3.3. Ethanol production by SSF of d

3.3. Ethanol production by SSF of duckweed after pretreatment

The effect of pretreatments on ethanol yield was initially investigated by fermenting a range of materials including fresh raw (untreated) material, FDM and SE (210 °C) material with a freshly cultured yeast inoculum (10% v/v; 8.0 × 107 cells mL−1). The initial substrate was 1% (w/w) DM. SSF was carried out for 72 h and ethanol yields were assessed using HPLC. The results are shown in Fig. 3 (black bars). Ethanol yield from untreated duckweed was only 31.4% (w/w) of the theoretical maximum (based on glucose levels only). However, FD pretreatment enhanced the ethanol yield to 61.3% (w/w of theoretical maximum). Steam explosion resulted in a further increase in ethanol yield, to 78.5% (w/w of theoretical maximum).
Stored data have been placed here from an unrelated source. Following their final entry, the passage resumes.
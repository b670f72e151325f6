//! # Signup Repository
//!
//! Database operations for signups, the join between campers and activities.
//!
//! ## Signup Lifecycle
//! ```text
//! ┌─────────────────────────────────────────────────────────────────────────┐
//! │                       Signup Lifecycle                                  │
//! │                                                                         │
//! │  1. RESOLVE REFERENCES                                                 │
//! │     └── resolve_references() → ExistingReferences (feeds validation)   │
//! │                                                                         │
//! │  2. CREATE                                                             │
//! │     └── create() → BEGIN, re-check both references, INSERT, COMMIT     │
//! │         (a reference missing at this point → IntegrityViolation)       │
//! │                                                                         │
//! │  3. DESTROY                                                            │
//! │     ├── delete()                  (individually)                       │
//! │     └── ActivityRepository::delete (cascade)                           │
//! │                                                                         │
//! │  Signups are never updated.                                            │
//! └─────────────────────────────────────────────────────────────────────────┘
//! ```

use camp_core::validation::{ExistingReferences, SignupReferences};
use camp_core::{NewSignup, Resource, Signup, SignupView};
use chrono::Utc;
use sqlx::SqlitePool;
use tracing::{debug, warn};

use crate::error::{DbError, DbResult};

/// Repository for signup database operations.
#[derive(Debug, Clone)]
pub struct SignupRepository {
    pool: SqlitePool,
}

impl SignupRepository {
    /// Creates a new SignupRepository.
    pub fn new(pool: SqlitePool) -> Self {
        SignupRepository { pool }
    }

    /// Lists every signup row in storage order.
    pub async fn list_all(&self) -> DbResult<Vec<Signup>> {
        let signups = sqlx::query_as::<_, Signup>(
            r#"
            SELECT id, time, camper_id, activity_id, created_at, updated_at
            FROM signups
            "#,
        )
        .fetch_all(&self.pool)
        .await?;

        Ok(signups)
    }

    /// Lists signups flattened to `{id, time, activity, camper}`.
    ///
    /// `camper` is `None` for signups whose camper was deleted.
    pub async fn list_views(&self) -> DbResult<Vec<SignupView>> {
        let views = sqlx::query_as::<_, SignupView>(
            r#"
            SELECT
                s.id,
                s.time,
                a.name AS activity,
                c.name AS camper
            FROM signups s
            INNER JOIN activities a ON a.id = s.activity_id
            LEFT JOIN campers c ON c.id = s.camper_id
            ORDER BY s.id
            "#,
        )
        .fetch_all(&self.pool)
        .await?;

        Ok(views)
    }

    /// Gets a signup by id, `None` when absent.
    pub async fn find_by_id(&self, id: i64) -> DbResult<Option<Signup>> {
        let signup = sqlx::query_as::<_, Signup>(
            r#"
            SELECT id, time, camper_id, activity_id, created_at, updated_at
            FROM signups
            WHERE id = ?1
            "#,
        )
        .bind(id)
        .fetch_optional(&self.pool)
        .await?;

        Ok(signup)
    }

    /// Looks up whether the rows a signup payload names exist.
    ///
    /// Ids that were missing or not integers resolve to `false` without a query.
    pub async fn resolve_references(
        &self,
        refs: &SignupReferences,
    ) -> DbResult<ExistingReferences> {
        let activity = match refs.activity_id {
            Some(id) => row_exists(&self.pool, Resource::Activity, id).await?,
            None => false,
        };
        let camper = match refs.camper_id {
            Some(id) => row_exists(&self.pool, Resource::Camper, id).await?,
            None => false,
        };

        Ok(ExistingReferences { activity, camper })
    }

    /// Inserts a validated signup.
    ///
    /// Both references are checked again inside the write transaction, so a
    /// camper or activity deleted after validation cannot leave a dangling row.
    ///
    /// ## Errors
    /// `DbError::IntegrityViolation` when a reference no longer resolves.
    pub async fn create(&self, new: &NewSignup) -> DbResult<Signup> {
        let now = Utc::now();

        debug!(
            activity_id = new.activity_id,
            camper_id = new.camper_id,
            time = new.time,
            "Creating signup"
        );

        // IMMEDIATE takes the write lock up front; a deferred transaction that
        // reads first cannot be upgraded once another connection has written.
        let mut tx = self.pool.begin_with("BEGIN IMMEDIATE").await?;

        for (resource, id) in [
            (Resource::Activity, new.activity_id),
            (Resource::Camper, new.camper_id),
        ] {
            if !row_exists(&mut *tx, resource, id).await? {
                tx.rollback().await?;
                warn!(%resource, id, "Rejected signup with dangling reference");
                return Err(DbError::integrity(format!("{resource} {id} does not exist")));
            }
        }

        let result = sqlx::query(
            r#"
            INSERT INTO signups (time, camper_id, activity_id, created_at, updated_at)
            VALUES (?1, ?2, ?3, ?4, ?5)
            "#,
        )
        .bind(new.time)
        .bind(new.camper_id)
        .bind(new.activity_id)
        .bind(now)
        .bind(now)
        .execute(&mut *tx)
        .await?;

        tx.commit().await?;

        Ok(Signup {
            id: result.last_insert_rowid(),
            time: new.time,
            camper_id: new.camper_id,
            activity_id: new.activity_id,
            created_at: now,
            updated_at: now,
        })
    }

    /// Deletes a single signup.
    pub async fn delete(&self, id: i64) -> DbResult<()> {
        debug!(id = %id, "Deleting signup");

        let result = sqlx::query("DELETE FROM signups WHERE id = ?1")
            .bind(id)
            .execute(&self.pool)
            .await?;

        if result.rows_affected() == 0 {
            return Err(DbError::not_found(Resource::Signup, id));
        }

        Ok(())
    }
}

/// `SELECT 1` probe against the resource's table, on a pool or inside a transaction.
async fn row_exists<'e, E>(executor: E, resource: Resource, id: i64) -> DbResult<bool>
where
    E: sqlx::Executor<'e, Database = sqlx::Sqlite>,
{
    let sql = match resource {
        Resource::Activity => "SELECT 1 FROM activities WHERE id = ?1",
        Resource::Camper => "SELECT 1 FROM campers WHERE id = ?1",
        Resource::Signup => "SELECT 1 FROM signups WHERE id = ?1",
    };

    let found: Option<i64> = sqlx::query_scalar(sql)
        .bind(id)
        .fetch_optional(executor)
        .await?;

    Ok(found.is_some())
}

// =============================================================================
// Unit Tests
// =============================================================================

#[cfg(test)]
mod tests {
    use super::*;
    use crate::repository::fixtures::{archery, ava, database};
    use crate::{Database, DbConfig};
    use camp_core::NewCamper;

    #[tokio::test]
    async fn test_create_and_list_views() {
        let db = database().await;
        let activity = db.activities().create(&archery()).await.unwrap();
        let camper = db.campers().create(&ava()).await.unwrap();

        let signup = db
            .signups()
            .create(&NewSignup {
                activity_id: activity.id,
                camper_id: camper.id,
                time: 9,
            })
            .await
            .unwrap();
        assert_eq!(signup.id, 1);

        let views = db.signups().list_views().await.unwrap();
        assert_eq!(
            views,
            vec![SignupView {
                id: signup.id,
                time: 9,
                activity: "Archery".to_string(),
                camper: Some("Ava".to_string()),
            }]
        );
        assert_eq!(db.signups().list_all().await.unwrap().len(), 1);
    }

    #[tokio::test]
    async fn test_resolve_references() {
        let db = database().await;
        let activity = db.activities().create(&archery()).await.unwrap();

        let existing = db
            .signups()
            .resolve_references(&SignupReferences {
                activity_id: Some(activity.id),
                camper_id: Some(5),
            })
            .await
            .unwrap();
        assert_eq!(
            existing,
            ExistingReferences {
                activity: true,
                camper: false
            }
        );

        let existing = db
            .signups()
            .resolve_references(&SignupReferences::default())
            .await
            .unwrap();
        assert_eq!(existing, ExistingReferences::default());
    }

    #[tokio::test]
    async fn test_create_rejects_dangling_camper() {
        let db = database().await;
        let activity = db.activities().create(&archery()).await.unwrap();

        let err = db
            .signups()
            .create(&NewSignup {
                activity_id: activity.id,
                camper_id: 77,
                time: 9,
            })
            .await
            .unwrap_err();

        assert!(matches!(err, DbError::IntegrityViolation { .. }));
        assert!(db.signups().list_all().await.unwrap().is_empty());
    }

    #[tokio::test]
    async fn test_create_rejects_dangling_activity() {
        let db = database().await;
        let camper = db.campers().create(&ava()).await.unwrap();

        let err = db
            .signups()
            .create(&NewSignup {
                activity_id: 3,
                camper_id: camper.id,
                time: 9,
            })
            .await
            .unwrap_err();

        assert!(matches!(err, DbError::IntegrityViolation { .. }));
    }

    #[tokio::test]
    async fn test_views_survive_camper_deletion() {
        let db = database().await;
        let activity = db.activities().create(&archery()).await.unwrap();
        let camper = db.campers().create(&ava()).await.unwrap();
        db.signups()
            .create(&NewSignup {
                activity_id: activity.id,
                camper_id: camper.id,
                time: 9,
            })
            .await
            .unwrap();

        db.campers().delete(camper.id).await.unwrap();

        let views = db.signups().list_views().await.unwrap();
        assert_eq!(views.len(), 1);
        assert_eq!(views[0].camper, None);
        assert_eq!(views[0].activity, "Archery");
    }

    #[tokio::test]
    async fn test_delete_single_signup() {
        let db = database().await;
        let activity = db.activities().create(&archery()).await.unwrap();
        let camper = db.campers().create(&ava()).await.unwrap();
        let signup = db
            .signups()
            .create(&NewSignup {
                activity_id: activity.id,
                camper_id: camper.id,
                time: 9,
            })
            .await
            .unwrap();

        db.signups().delete(signup.id).await.unwrap();

        assert!(db.signups().find_by_id(signup.id).await.unwrap().is_none());
        assert!(db.activities().exists(activity.id).await.unwrap());
        assert!(matches!(
            db.signups().delete(signup.id).await.unwrap_err(),
            DbError::NotFound { .. }
        ));
    }

    #[tokio::test(flavor = "multi_thread", worker_threads = 4)]
    async fn test_concurrent_creates_all_commit() {
        let dir = tempfile::tempdir().unwrap();
        let path = dir.path().join("camp.db");
        let db = Database::new(DbConfig::new(path.display().to_string()).max_connections(8))
            .await
            .unwrap();

        let activity_id = db.activities().create(&archery()).await.unwrap().id;
        let mut camper_ids = Vec::new();
        for i in 0..40 {
            let camper = db
                .campers()
                .create(&NewCamper {
                    name: format!("Camper {i}"),
                    age: 12,
                })
                .await
                .unwrap();
            camper_ids.push(camper.id);
        }

        let handles: Vec<_> = camper_ids
            .into_iter()
            .map(|camper_id| {
                let db = db.clone();
                tokio::spawn(async move {
                    db.signups()
                        .create(&NewSignup {
                            activity_id,
                            camper_id,
                            time: 9,
                        })
                        .await
                })
            })
            .collect();

        for handle in handles {
            handle.await.unwrap().unwrap();
        }

        assert_eq!(db.signups().list_all().await.unwrap().len(), 40);
        db.close().await;
    }
}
The results indicate that in spite of their simple structure and lack of lignin, thermophysical pretreatments still enhance the SSF of duckweed biomass, perhaps by helping to remove the pectic and hemicellulosic polysaccharides from around the cellulose. Pretreatments prior to enzymatic saccharification make lignocellulosic biomass more accessible to enzymes due to the removal of restricting non cellulosic components (Waldron, 2010 and Chundawat et al., 2010). The results are consistent with our previous saccharification studies (Zhao et al., 2015) in which steam explosion of duckweed biomass demonstrated that SE effectively exposed cellulose to enzyme degradation and facilitated quantitative release of glucose at low enzyme loadings (0.87 FPU g−1 substrate). In comparison, pretreated lignified biomass typically requires much higher enzyme loadings in order to achieve good saccharification (e.g. Chen et al., 2008 with wheat straw).